Another important factor is to use the patient's absolute renal function and not the relative clearance the patient or participant would have had if his/her body surface area (BSA) would have been 1.73 m² since most dose recommendations based on dose–effect studies use the absolute clearance.³⁴ ‘Absolute’ = without correction for BSA (ml/min) and ‘relative’=with correction for BSA (ml/min/1.73 m²). In most patients, the difference between the two may be small but in certain patients, for example, elderly women, in particular those with a BSA smaller than (the standard) 1.73 m², the difference may be considerable. A case report from France describes two elderly dabigatran-treated women 84 and 89 years old, respectively, one with a fatal and one with a serious haemorrhage. Plasma concentrations of dabigatran were reported to be high. Both patients had low weight, low relative creatinine clearance of 29 and 32 ml/min/1.73 m², respectively, and probably an absolute creatinine clearance below 30 ml/min, which is a contraindication for dabigatran treatment.⁴

For older remedies to prevent dangerously high doses in the elderly a comparison factor between older and newer methods to determine P-creatinine may be needed, however impractical. We found that the method used to estimate renal function has impact on recommended dabigatran doses in the elderly. Subsequently, one question remains to be answered: Can we rely on the measurements of renal function made in the initial dabigatran pharmacokinetic studies? This needs to be elucidated urgently for the elderly.

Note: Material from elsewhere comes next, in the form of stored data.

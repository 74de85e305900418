// View-state published by the dashboard.

use std::path::PathBuf;
use std::sync::Arc;

use apiwatch_api::{EndpointId, LogEntry, MonitoredEndpoint, OverviewSummary};
use chrono::{DateTime, Utc};

/// Snapshot of everything the dashboard view renders.
///
/// Collections are behind `Arc` so cloning a snapshot for every render is
/// cheap.
#[derive(Debug, Clone, Default)]
pub struct DashboardState {
    pub overview: OverviewSummary,
    /// Server order.
    pub endpoints: Arc<Vec<MonitoredEndpoint>>,
    pub selected_id: Option<EndpointId>,
    /// Always belongs to `selected_id`; empty when nothing is selected.
    pub logs: Arc<Vec<LogEntry>>,
    /// Whether `logs` holds a response for the current selection.
    pub logs_loaded: bool,
    pub last_error: Option<String>,
    /// One-shot message such as an import summary.
    pub notice: Option<String>,
    pub form: FormInputs,
    pub last_refreshed_at: Option<DateTime<Utc>>,
    /// Refreshes currently waiting on the service.
    pub in_flight: usize,
}

/// What the log pane should show.
#[derive(Debug, Clone, Copy, PartialEq, Eq)]
pub enum LogView {
    NoSelection,
    Loading,
    Empty,
    Entries,
}

impl DashboardState {
    pub fn selected_endpoint(&self) -> Option<&MonitoredEndpoint> {
        let id = self.selected_id?;
        self.endpoints.iter().find(|e| e.id == id)
    }

    pub fn log_view(&self) -> LogView {
        match (self.selected_id, self.logs_loaded, self.logs.is_empty()) {
            (None, _, _) => LogView::NoSelection,
            (Some(_), false, _) => LogView::Loading,
            (Some(_), true, true) => LogView::Empty,
            (Some(_), true, false) => LogView::Entries,
        }
    }

    pub fn is_refreshing(&self) -> bool {
        self.in_flight > 0
    }
}

// ── Form ────────────────────────────────────────────────────────────

#[derive(Debug, Clone, Copy, PartialEq, Eq, Hash)]
pub enum FormField {
    Name,
    Url,
    ImportPath,
}

impl FormField {
    pub const ALL: [Self; 3] = [Self::Name, Self::Url, Self::ImportPath];

    pub fn label(self) -> &'static str {
        match self {
            Self::Name => "Name",
            Self::Url => "URL",
            Self::ImportPath => "Import file",
        }
    }
}

/// Single-keystroke edit applied to a form field.
#[derive(Debug, Clone, Copy, PartialEq, Eq)]
pub enum FormEdit {
    Insert(char),
    Backspace,
    Clear,
}

/// Text typed into the add form and the import field.
#[derive(Debug, Clone, Default, PartialEq, Eq)]
pub struct FormInputs {
    pub name: String,
    pub url: String,
    pub import_path: String,
}

impl FormInputs {
    pub fn get(&self, field: FormField) -> &str {
        match field {
            FormField::Name => &self.name,
            FormField::Url => &self.url,
            FormField::ImportPath => &self.import_path,
        }
    }

    fn get_mut(&mut self, field: FormField) -> &mut String {
        match field {
            FormField::Name => &mut self.name,
            FormField::Url => &mut self.url,
            FormField::ImportPath => &mut self.import_path,
        }
    }

    pub fn set(&mut self, field: FormField, value: String) {
        *self.get_mut(field) = value;
    }

    pub fn apply(&mut self, field: FormField, edit: FormEdit) {
        let text = self.get_mut(field);
        match edit {
            FormEdit::Insert(c) => text.push(c),
            FormEdit::Backspace => {
                text.pop();
            }
            FormEdit::Clear => text.clear(),
        }
    }

    /// The import path, or `None` when the field is blank.
    pub fn import_file(&self) -> Option<PathBuf> {
        let trimmed = self.import_path.trim();
        (!trimmed.is_empty()).then(|| PathBuf::from(trimmed))
    }
}

#[cfg(test)]
mod tests {
    use super::*;
    use apiwatch_api::Status;

    fn endpoint(id: i64) -> MonitoredEndpoint {
        MonitoredEndpoint {
            id: EndpointId(id),
            name: format!("svc-{id}"),
            url: format!("https://svc-{id}.example.com"),
            last_status: Status::Unknown,
            last_latency: None,
            last_status_code: None,
            last_checked_at: None,
            last_alert_at: None,
            created_at: None,
        }
    }

    #[test]
    fn log_view_states() {
        let mut state = DashboardState::default();
        assert_eq!(state.log_view(), LogView::NoSelection);

        state.selected_id = Some(EndpointId(1));
        assert_eq!(state.log_view(), LogView::Loading);

        state.logs_loaded = true;
        assert_eq!(state.log_view(), LogView::Empty);
    }

    #[test]
    fn selected_endpoint_lookup() {
        let state = DashboardState {
            endpoints: Arc::new(vec![endpoint(1), endpoint(2)]),
            selected_id: Some(EndpointId(2)),
            ..DashboardState::default()
        };
        assert_eq!(state.selected_endpoint().map(|e| e.name.as_str()), Some("svc-2"));
    }

    #[test]
    fn form_edits() {
        let mut form = FormInputs::default();
        for c in "apix".chars() {
            form.apply(FormField::Name, FormEdit::Insert(c));
        }
        form.apply(FormField::Name, FormEdit::Backspace);
        assert_eq!(form.get(FormField::Name), "api");

        form.set(FormField::Url, "https://x".into());
        form.apply(FormField::Url, FormEdit::Clear);
        assert!(form.url.is_empty());

        // Backspace on empty input is a no-op.
        form.apply(FormField::Url, FormEdit::Backspace);
        assert!(form.url.is_empty());
    }

    #[test]
    fn blank_import_path_is_none() {
        let mut form = FormInputs::default();
        assert_eq!(form.import_file(), None);
        form.import_path = "   ".into();
        assert_eq!(form.import_file(), None);
        form.import_path = " /tmp/apis.txt ".into();
        assert_eq!(form.import_file(), Some(PathBuf::from("/tmp/apis.txt")));
    }
}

Elderly patients with decreased renal function are at particular risk for dose-dependent and concentration-dependent ADRs. Their reduced renal function is not always noticed.¹⁸ There is a great need of evidence-based support when prescribing drugs for elderly patients.⁴⁴ Before new methods to estimate renal function, for example, MDRD4 and CKD-Epi, all being surrogate markers for renal function, are used for drug dosing in the elderly, the consequences must be well documented including pharmacokinetic modelling and therapeutic drug monitoring (TDM). In the most recent draft guideline from the US FDA, both CG and MDRD4 may be used.¹ The current ‘guidance on the evaluation of the pharmacokinetics of medicinal products in patients with impaired renal function’ from European Medicines Agency 2004 (EMEA 2004) states that measuring GFR should be based on accurate well established methods (such as iohexol clearance).⁴⁵ In contrast to the US FDA, there is no practical recommendation from EMEA.

We support that recommended dabigatran dose-rate should be adjusted linearly for decrease in creatinine clearance and standard pharmacological principles.⁴⁶ We also suggest that the therapy in the elderly is more frequently guided by TDM, if available.

Conclusion

This data simulation study shows that the MDRD4 equation would result in higher doses of dabigatran, gabapentin, and valaciclovir to elderly participants, particularly in women, compared to the CG equation that was used during the clinical trials, and thus increase the risk of dose-dependent and concentration-dependent ADRs. Although dose recommendations for dabigatran in the SPCs refer to both renal function and age, creatinine clearance according to CG is the basis for calculating recommended doses for dabigatran as for many other drugs with renal elimination. Doses based on other methods may be associated with considerable risk.